Using Nitrogen Isotope Analysis to Investigate the Oxidation of Substituted Aromatic Amines

Skarpeli-Liati, M.; Jiskra, M.; Turgeon, A.; Garr, A. N.; Arnold, W. A.; Cramer, C. J.; Schwarzenbach, R. P.; Hofstetter, T. B.
Environ. Sci. Technol. 2011, 45, 5596 (doi:10.1021/es200743t).

We explored the N isotope fractionation associated with the oxidation of substituted primary aromatic amines, which are often the position of initial attack in transformation processes of environmental contaminants.

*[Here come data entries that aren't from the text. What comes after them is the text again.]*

//! Working with a classified batch: topic filters, topic counts, and free-form
//! questions answered from the collected snippets.

use crate::api::{ChatCompletion, ChatMessage, ChatRequest};
use crate::models::{NewsItem, TopicCount, UNCLASSIFIED};
use crate::utils::truncate_chars;
use itertools::Itertools;
use std::error::Error;
use tracing::{info, instrument};

/// Upper bound on the news context sent with a question, in characters.
pub const QA_CONTEXT_MAX_CHARS: usize = 3000;

const QA_SYSTEM_PROMPT: &str = "You are a news analysis assistant. Using only the news items \
provided and the user's question, give a clear, concise and concrete answer.";

/// Sorted distinct topics in `items`; `["unclassified"]` when there are none.
pub fn unique_topics(items: &[NewsItem]) -> Vec<String> {
    let topics: Vec<String> = items
        .iter()
        .map(|item| item.topic.clone())
        .filter(|topic| !topic.is_empty())
        .unique()
        .sorted()
        .collect();
    if topics.is_empty() {
        vec![UNCLASSIFIED.to_string()]
    } else {
        topics
    }
}

/// Items whose topic is in `topics`. An empty `topics` slice keeps everything.
pub fn filter_by_topics<'a>(items: &'a [NewsItem], topics: &[String]) -> Vec<&'a NewsItem> {
    items
        .iter()
        .filter(|item| topics.is_empty() || topics.contains(&item.topic))
        .collect()
}

/// Number of items per topic, most frequent first, ties in alphabetical order.
pub fn topic_counts(items: &[&NewsItem]) -> Vec<TopicCount> {
    items
        .iter()
        .map(|item| item.topic.as_str())
        .counts()
        .into_iter()
        .map(|(topic, count)| TopicCount {
            topic: topic.to_string(),
            count,
        })
        .sorted_by(|a, b| b.count.cmp(&a.count).then_with(|| a.topic.cmp(&b.topic)))
        .collect()
}

/// One `[topic] title: snippet` paragraph per item, cut to [`QA_CONTEXT_MAX_CHARS`].
pub fn build_context(items: &[&NewsItem]) -> String {
    let joined = items
        .iter()
        .map(|item| format!("[{}] {}: {}", item.topic, item.title, item.content_snippet))
        .join("\n\n");
    truncate_chars(&joined, QA_CONTEXT_MAX_CHARS)
}

/// Answers questions about a set of news items.
#[derive(Debug)]
pub struct NewsAssistant<C> {
    chat: C,
}

impl<C: ChatCompletion> NewsAssistant<C> {
    pub fn new(chat: C) -> Self {
        Self { chat }
    }

    pub fn request(&self, question: &str, items: &[&NewsItem]) -> ChatRequest {
        let prompt = format!(
            "Below are several news items. Answer the user's question based on them.\n\n\
             Question: {}\n\n\
             News items:\n{}",
            question.trim(),
            build_context(items)
        );
        ChatRequest {
            model: None,
            messages: vec![ChatMessage::system(QA_SYSTEM_PROMPT), ChatMessage::user(prompt)],
            temperature: Some(0.5),
            max_tokens: Some(600),
        }
    }

    /// Ask `question` about `items`.
    ///
    /// # Errors
    ///
    /// Fails without calling the API when `items` is empty or the question is
    /// blank, and propagates API errors otherwise.
    #[instrument(level = "info", skip_all, fields(items = items.len()))]
    pub async fn ask(&self, question: &str, items: &[&NewsItem]) -> Result<String, Box<dyn Error>> {
        if question.trim().is_empty() {
            return Err("question is empty".into());
        }
        if items.is_empty() {
            return Err("no news items to analyse; run a search or widen the topic filter".into());
        }
        let answer = self.chat.complete(&self.request(question, items)).await?;
        info!(chars = answer.chars().count(), "Received answer");
        Ok(answer.trim().to_string())
    }
}

#[cfg(test)]
mod tests {
    use super::*;
    use crate::classifier::tests::ScriptedChat;

    fn item(title: &str, topic: &str) -> NewsItem {
        NewsItem {
            source_name: "Example".to_string(),
            title: title.to_string(),
            content_snippet: format!("{title} body"),
            article_url: "http://example.test/news/1".to_string(),
            topic: topic.to_string(),
        }
    }

    fn batch() -> Vec<NewsItem> {
        vec![
            item("Acme one", "Technology"),
            item("Acme two", "Finance"),
            item("Acme three", "Technology"),
            item("Acme four", "AI"),
        ]
    }

    #[test]
    fn test_unique_topics() {
        assert_eq!(unique_topics(&batch()), vec!["AI", "Finance", "Technology"]);
        assert_eq!(unique_topics(&[]), vec![UNCLASSIFIED]);
    }

    #[test]
    fn test_filter_by_topics() {
        let items = batch();
        assert_eq!(filter_by_topics(&items, &[]).len(), 4);

        let tech = filter_by_topics(&items, &["Technology".to_string()]);
        let titles: Vec<&str> = tech.iter().map(|i| i.title.as_str()).collect();
        assert_eq!(titles, vec!["Acme one", "Acme three"]);

        assert!(filter_by_topics(&items, &["Sports".to_string()]).is_empty());
    }

    #[test]
    fn test_topic_counts() {
        let items = batch();
        let all = filter_by_topics(&items, &[]);
        let counts = topic_counts(&all);
        assert_eq!(
            counts,
            vec![
                TopicCount { topic: "Technology".to_string(), count: 2 },
                TopicCount { topic: "AI".to_string(), count: 1 },
                TopicCount { topic: "Finance".to_string(), count: 1 },
            ]
        );
        assert!(topic_counts(&[]).is_empty());
    }

    #[test]
    fn test_build_context() {
        let items = batch();
        let all = filter_by_topics(&items, &[]);
        let context = build_context(&all[..2]);
        assert_eq!(
            context,
            "[Technology] Acme one: Acme one body\n\n[Finance] Acme two: Acme two body"
        );
    }

    #[test]
    fn test_build_context_is_bounded() {
        let long: Vec<NewsItem> = (0..50).map(|i| item(&format!("Acme {i} {}", "x".repeat(100)), "AI")).collect();
        let refs = filter_by_topics(&long, &[]);
        assert_eq!(build_context(&refs).chars().count(), QA_CONTEXT_MAX_CHARS);
    }

    #[tokio::test]
    async fn test_ask_sends_question_and_context() {
        let assistant = NewsAssistant::new(ScriptedChat::new(vec![Ok("  Two launches are planned.\n")]));
        let items = batch();
        let tech = filter_by_topics(&items, &["Technology".to_string()]);

        let answer = assistant.ask("What is planned?", &tech).await.unwrap();
        assert_eq!(answer, "Two launches are planned.");

        let seen = assistant.chat.seen.borrow();
        let request = &seen[0];
        assert_eq!(request.temperature, Some(0.5));
        assert_eq!(request.max_tokens, Some(600));
        assert!(request.messages[1].content.contains("Question: What is planned?"));
        assert!(request.messages[1].content.contains("[Technology] Acme three"));
        assert!(!request.messages[1].content.contains("Acme two"));
    }

    #[tokio::test]
    async fn test_ask_without_items_skips_api() {
        let assistant = NewsAssistant::new(ScriptedChat::default());
        let err = assistant.ask("Anything?", &[]).await.unwrap_err();
        assert!(err.to_string().contains("no news items"));
        assert!(assistant.chat.seen.borrow().is_empty());
    }

    #[tokio::test]
    async fn test_ask_propagates_api_errors() {
        let assistant = NewsAssistant::new(ScriptedChat::new(vec![Err("LLM API error 500: boom")]));
        let items = batch();
        let all = filter_by_topics(&items, &[]);
        let err = assistant.ask("Anything?", &all).await.unwrap_err();
        assert!(err.to_string().contains("boom"));
    }
}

Apparent ¹⁵N-kinetic isotope effects, AKIE_N, were determined for oxidation of various substituted anilines in suspension of manganese oxide (MnO₂) and compared to reference experiments in homogeneous solution and at electrode surfaces, as well as to density functional theory calculations of intrinsic KIE_N for electron and hydrogen atom transfer reactions. Owing to the partial aromatic imine formation after one-electron oxidation and corresponding increase in C-N bond strength, AKIE_N values were inverse, substituent-dependent, and confined to the range between 0.992 and 0.999 in agreement with theory. However, AKIE_N-values became normal once the fraction of cationic species prevailed owing to ¹⁵N-equilibrium isotope effects, EIE_N, of 1.02 associated with N atom deprotonation. The observable AKIE_N-values are substantially modulated by the acid/base pre-equilibria of the substituted anilines and isotope fractionation may even vanish under conditions where normal EIE_N and inverse AKIE_N cancel each other out. The pH-dependent trends of AKIE_N-values provide a new line of evidence for the identification of contaminant degradation processes via oxidations of primary aromatic amino groups.